The best repertory and art-house screenings, special presentations, lectures, and limited engagements in Toronto.
At rep cinemas this week: a gorgeous nocturnal portrait of Harlem, a moving and raw first feature about care and loss, and a tough anti-comedy.
Directed by Khalik Allah
The Royal (608 College Street)
The corner of 125th Street and Lexington Avenue gets a gorgeous but challenging document in Khalik Allah’s Field Niggas. The Long Island-raised photographer and filmmaker follows a host of unnamed Harlem denizens who pass before the camera in a series of beautiful, near-still chiaroscuro portraits as their words—poetic and mundane—serve as a counterpoint on the un-synced soundtrack. The result is an equally fine-grained and dreamy look at how intersections gather up disparate people, energies, and experiences, and at the quiet dignity and endurance of a neighbourhood struggling with racial profiling and urban poverty, with Eric Garner’s death at the hands of police still to come.

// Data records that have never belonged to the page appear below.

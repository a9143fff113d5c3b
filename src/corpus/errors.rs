//! Corpus error types
//!
//! Error codes:
//! - CORPUS_VALIDATION_FAILED (REJECT) - whole delta rejected, version unchanged
//! - CORPUS_VERSION_UNAVAILABLE (REJECT) - requested version not retained
//! - CORPUS_PERSISTENCE_FAILED (ERROR) - change log or record table write failed
//! - CORPUS_LOG_CORRUPTION (FATAL) - change log failed its checksum on open
//! - CORPUS_INTERNAL (ERROR) - lock poisoning

use std::fmt;

use crate::changelog::ChangeLogError;
use crate::scheme::{SchemeError, ValidationDetails};

/// Severity levels for corpus errors
#[derive(Debug, Clone, Copy, PartialEq, Eq)]
pub enum Severity {
    /// Request rejected, corpus unchanged
    Reject,
    /// Operation failed, corpus still serving
    Error,
    /// Corpus cannot be opened
    Fatal,
}

impl fmt::Display for Severity {
    fn fmt(&self, f: &mut fmt::Formatter<'_>) -> fmt::Result {
        match self {
            Severity::Reject => write!(f, "REJECT"),
            Severity::Error => write!(f, "ERROR"),
            Severity::Fatal => write!(f, "FATAL"),
        }
    }
}

/// Corpus-specific error codes
#[derive(Debug, Clone, Copy, PartialEq, Eq)]
pub enum CorpusErrorCode {
    ValidationFailed,
    VersionUnavailable,
    PersistenceFailed,
    LogCorruption,
    Internal,
}

impl CorpusErrorCode {
    pub fn code(&self) -> &'static str {
        match self {
            CorpusErrorCode::ValidationFailed => "CORPUS_VALIDATION_FAILED",
            CorpusErrorCode::VersionUnavailable => "CORPUS_VERSION_UNAVAILABLE",
            CorpusErrorCode::PersistenceFailed => "CORPUS_PERSISTENCE_FAILED",
            CorpusErrorCode::LogCorruption => "CORPUS_LOG_CORRUPTION",
            CorpusErrorCode::Internal => "CORPUS_INTERNAL",
        }
    }

    pub fn severity(&self) -> Severity {
        match self {
            CorpusErrorCode::ValidationFailed | CorpusErrorCode::VersionUnavailable => {
                Severity::Reject
            }
            CorpusErrorCode::PersistenceFailed | CorpusErrorCode::Internal => Severity::Error,
            CorpusErrorCode::LogCorruption => Severity::Fatal,
        }
    }
}

impl fmt::Display for CorpusErrorCode {
    fn fmt(&self, f: &mut fmt::Formatter<'_>) -> fmt::Result {
        write!(f, "{}", self.code())
    }
}

/// Corpus error with full context
#[derive(Debug)]
pub struct CorpusError {
    code: CorpusErrorCode,
    message: String,
    /// Offending scheme id for validation failures
    scheme_id: Option<String>,
    /// Offending field for validation failures
    details: Option<ValidationDetails>,
    source: Option<ChangeLogError>,
}

impl CorpusError {
    fn new(code: CorpusErrorCode, message: impl Into<String>) -> Self {
        Self {
            code,
            message: message.into(),
            scheme_id: None,
            details: None,
            source: None,
        }
    }

    /// A delta was rejected because one of its records is malformed.
    pub fn validation(err: SchemeError) -> Self {
        Self {
            code: CorpusErrorCode::ValidationFailed,
            message: format!("Delta rejected: {}", err),
            scheme_id: Some(err.scheme_id().to_string()),
            details: Some(err.details().clone()),
            source: None,
        }
    }

    /// A delta names the same scheme id in more than one operation.
    pub fn duplicate_id(scheme_id: impl Into<String>, position: usize) -> Self {
        let id = scheme_id.into();
        Self {
            code: CorpusErrorCode::ValidationFailed,
            message: format!("Delta rejected: scheme '{}' appears more than once", id),
            scheme_id: Some(id.clone()),
            details: Some(ValidationDetails::new(
                format!("ops[{}].schemeId", position),
                "unique id within the delta",
                format!("duplicate '{}'", id),
            )),
            source: None,
        }
    }

    pub fn version_unavailable(requested: u64, oldest: u64, current: u64) -> Self {
        Self::new(
            CorpusErrorCode::VersionUnavailable,
            format!(
                "Version {} is not retained (retained range {}..={})",
                requested, oldest, current
            ),
        )
    }

    pub fn persistence(context: impl Into<String>, source: ChangeLogError) -> Self {
        let context = context.into();
        Self {
            code: CorpusErrorCode::PersistenceFailed,
            message: format!("{}: {}", context, source),
            scheme_id: None,
            details: None,
            source: Some(source),
        }
    }

    pub fn log_corruption(message: impl Into<String>) -> Self {
        Self::new(CorpusErrorCode::LogCorruption, message)
    }

    pub fn internal(message: impl Into<String>) -> Self {
        Self::new(CorpusErrorCode::Internal, message)
    }

    pub fn code(&self) -> CorpusErrorCode {
        self.code
    }

    pub fn severity(&self) -> Severity {
        self.code.severity()
    }

    pub fn message(&self) -> &str {
        &self.message
    }

    pub fn scheme_id(&self) -> Option<&str> {
        self.scheme_id.as_deref()
    }

    /// Name of the offending field for validation failures.
    pub fn field(&self) -> Option<&str> {
        self.details.as_ref().map(|d| d.field.as_str())
    }

    pub fn details(&self) -> Option<&ValidationDetails> {
        self.details.as_ref()
    }

    pub fn is_validation(&self) -> bool {
        self.code == CorpusErrorCode::ValidationFailed
    }
}

impl fmt::Display for CorpusError {
    fn fmt(&self, f: &mut fmt::Formatter<'_>) -> fmt::Result {
        write!(
            f,
            "[{}] {}: {}",
            self.code.severity(),
            self.code.code(),
            self.message
        )
    }
}

impl std::error::Error for CorpusError {
    fn source(&self) -> Option<&(dyn std::error::Error + 'static)> {
        self.source
            .as_ref()
            .map(|e| e as &(dyn std::error::Error + 'static))
    }
}

/// Result type for corpus operations
pub type CorpusResult<T> = Result<T, CorpusError>;

/// A writer observed a version other than the one it built on.
///
/// Resolved inside the corpus by rebuilding on the newer version; never
/// returned to callers.
#[derive(Debug, Clone, Copy, PartialEq, Eq)]
pub(crate) struct ConflictError {
    pub expected: u64,
    pub found: u64,
}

Like his apparent fan Pedro Costa, the Portuguese filmmaker whose docufictional work similarly follows Lisbon’s disenfranchised, Allah has been criticized in some circles for romanticizing his subjects and revelling in a brand of poetic poverty. There is a certain aesthetic of rumpled, stoic masculinity that seems to hold Allah’s eye, but that’s no reason to dismiss such a marvellously photographed and edited, humane work, which speaks softly and leaves an indelible mark.
MDFF presents Field Niggas in a double bill with rising and already critically acclaimed Winnipeg filmmaker Isiah Medina’s Time is the Sun.
Directed by Josh Mond
TIFF Bell Lightbox (350 King Street West)
Josh Mond makes an impressive directorial debut with the moving and understated James White, which reads like a heartwarming Sundance drama and plays like an accomplished outtake from France’s Dardenne brothers. Former Girls star Christopher Abbott plays the titular troubled man, a late twentysomething writer who spends his days clubbing and caring for his terminally ill mother Gail (Cynthia Nixon) in the wake of his father’s death.
You wouldn’t think there’d be much to recommend the film on the strength of its premise alone, given that the American independent scene has thoroughly mapped out the grief of wayward young men like James. But this is a raw, unassuming, and surprisingly rich character piece, beautifully acted by Abbott and Nixon, who resists all the tropes of illness narratives by imbuing Gail with equal parts anger and dignity. We’ve seen people like James grieve before, to be sure, but there’s something singular about his loving and mutually challenging dynamic with Gail, who emerges as a person rather than the transitional aid toward a young man’s maturation you might expect from the title.
Directed by Rick Alverson
The Royal (608 College Street)
Rick Alverson makes difficult films, but it’s hard to properly brace yourself for Entertainment, the filmmaker’s arguably even more alienated and uncomfortable follow-up to the anti-comedy of the suitably named The Comedy. Australian comic Gregg Turkington plays an unnamed character who is part himself, and part his infamous alter ego Neil Hamburger, a decrepit and dishevelled comedian who launches ugly, violent punchlines at unappreciative audiences on a tour of the Mojave Desert, prefacing most of them with a halting “Why”—his existentialist alternative to Jerry Seinfeld openly wondering what the deal is.
Entertainment is an ironic title for such a flattening experience, but you can’t help but admire Alverson’s commitment both to his craft and to the onscreen despair it realizes. This is as technically beautiful a bummer story as you’re likely to see, unfolding through a steady procession of ironic musical cues, creepy tracking shots, and impressive, sometimes surreal compositions that frame our somnambulant host as he traipses across an all-American wasteland. (Anyone expecting real levity from brief appearances by the likes of John C. Reilly and Michael Cera need not apply.) It’s not funny ha-ha, but it isn’t meant to be.